The truth is, there’s no need for crew members to suffer in silence when they experience depression in such a competitive, high-pressure industry. It’s OK to be vulnerable. It’s healthy for crew members to admit when there’s a problem. It’s good to seek help, but many don’t – out of fear they’ll be shamed, humiliated and condemned by their peers.

7 tips to consider when creating a mental health toolbox talk

  • Eliminate the stigma by starting the conversation. Encourage open communication so workers know they can share mental health issues at any time without being criticized. Some workers might want to pursue therapy, in which case employers can consider providing flexible scheduling. Employers should also consider offering employee assistance programs (EAP) that provide counselors who can help.
  • Recognize warning signs. Workers suffering in the area of mental health might exhibit increased tardiness and absenteeism, decreased productivity and self-confidence, isolation, agitation, substance abuse and near-misses.
  • Build awareness through proper education. Research readily available mental health outreach programs, such as the Suicide Prevention Lifeline, and share them with your crew members. It’s also important to know your team. What motivates them? What saddens them? Sometimes, all it takes is asking someone how they’re doing. Remember to encourage employees to support one another in times of stress. Additionally, provide management training to supervisors so they can balance emotional support with demanding work pressures.
  • Consider creating a health and wellness committee.
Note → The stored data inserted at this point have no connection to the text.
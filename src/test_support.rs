//! Shared fixtures for unit tests.

use crate::{
    models::chunk::ChunkDescriptor,
    services::{
        chunk_store::ChunkStore, deletion_queue::DeletionQueue, file_assembler::FileAssembler,
        file_catalog::FileCatalog, hasher::ContentHasher,
    },
};
use bytes::Bytes;
use futures::Stream;
use sqlx::{SqlitePool, sqlite::SqlitePoolOptions};
use std::{
    io,
    path::{Path, PathBuf},
    sync::Arc,
};

/// In-memory SQLite database. A single, never-recycled connection keeps the
/// database alive for the whole test.
pub async fn memory_pool() -> Arc<SqlitePool> {
    let pool = SqlitePoolOptions::new()
        .max_connections(1)
        .idle_timeout(None)
        .max_lifetime(None)
        .connect("sqlite::memory:")
        .await
        .unwrap();
    Arc::new(pool)
}

pub async fn catalog() -> (FileCatalog, DeletionQueue) {
    let queue = DeletionQueue::spawn();
    let catalog = FileCatalog::new(memory_pool().await, queue.clone());
    catalog.migrate().await.unwrap();
    (catalog, queue)
}

pub struct Fixture {
    pub assembler: FileAssembler,
    pub chunks: ChunkStore,
    pub catalog: FileCatalog,
    pub queue: DeletionQueue,
    pub files_root: PathBuf,
}

pub async fn assembler(root: &Path, reclaim_chunks: bool) -> Fixture {
    let (catalog, queue) = catalog().await;
    let chunks = ChunkStore::new(root.join("chunks"));
    let files_root = root.join("files");
    let assembler = FileAssembler::new(
        chunks.clone(),
        catalog.clone(),
        files_root.clone(),
        reclaim_chunks,
    );
    Fixture {
        assembler,
        chunks,
        catalog,
        queue,
        files_root,
    }
}

pub fn descriptor(
    identifier: &str,
    chunk_number: u32,
    chunk_size: u64,
    total_chunks: u32,
    filename: &str,
) -> ChunkDescriptor {
    ChunkDescriptor {
        identifier: identifier.to_string(),
        chunk_number,
        chunk_size,
        total_chunks,
        filename: filename.to_string(),
    }
}

pub fn bytes_stream(parts: &[&[u8]]) -> impl Stream<Item = io::Result<Bytes>> + use<> {
    let parts: Vec<io::Result<Bytes>> = parts
        .iter()
        .map(|part| Ok(Bytes::copy_from_slice(part)))
        .collect();
    futures::stream::iter(parts)
}

pub fn md5_hex(data: &[u8]) -> String {
    ContentHasher::hash_bytes(data)
}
Such a committee could bring much-needed wellness resources.
  • Invite experts to the job site. Occasionally, it’s good to bring mental health experts to the job site to host seminars on mental health.
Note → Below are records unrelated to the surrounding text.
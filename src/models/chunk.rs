//! Describes one numbered chunk of an upload session.

use serde::{Deserialize, Serialize};

/// Per-request description of a chunk, as sent by resumable-upload clients.
///
/// Chunks of one upload share an `identifier`; the pair
/// `(identifier, chunk_number)` addresses a single chunk file. The identifier is
/// also the expected content hash of the assembled file, so a client has to know
/// the digest of the whole file before it uploads the first byte.
#[derive(Serialize, Deserialize, Clone, Debug, PartialEq, Eq)]
#[serde(rename_all = "camelCase")]
pub struct ChunkDescriptor {
    /// Upload session key and expected final content hash.
    pub identifier: String,

    /// 1-based position of this chunk. Ignored by merge requests.
    #[serde(default)]
    pub chunk_number: u32,

    /// Declared byte length of this chunk.
    #[serde(default)]
    pub chunk_size: u64,

    /// Number of chunks making up the whole file.
    pub total_chunks: u32,

    /// Original file name; only its extension is used.
    #[serde(default)]
    pub filename: String,
}

impl ChunkDescriptor {
    /// Extension of the original file name, if it has a usable one.
    pub fn extension(&self) -> Option<&str> {
        file_extension(&self.filename)
    }
}

/// Text after the last `.` of the final path segment, or `None` when empty.
///
/// `"data.txt"` gives `txt`, `"a.tar.gz"` gives `gz`, `"README"` and `"dir.d/file"`
/// give `None`.
pub fn file_extension(name: &str) -> Option<&str> {
    let base = name.rsplit(['/', '\\']).next().unwrap_or(name);
    match base.rsplit_once('.') {
        Some((_, ext)) if !ext.is_empty() => Some(ext),
        _ => None,
    }
}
  • Take annual pulse checks. Be sure to review your crew’s satisfaction levels annually and recognize opportunities for improvement.
  • Stay positive. Recognize wins and provide credit where it’s due. This can lead to increased mental stability within a crew.

It’s important for the construction industry to fight depression, anxiety and suicide by destigmatizing mental health and creating awareness. Construction companies that adopt a progressive approach to worker mental health are taking the right steps, both from a moral and legal standpoint.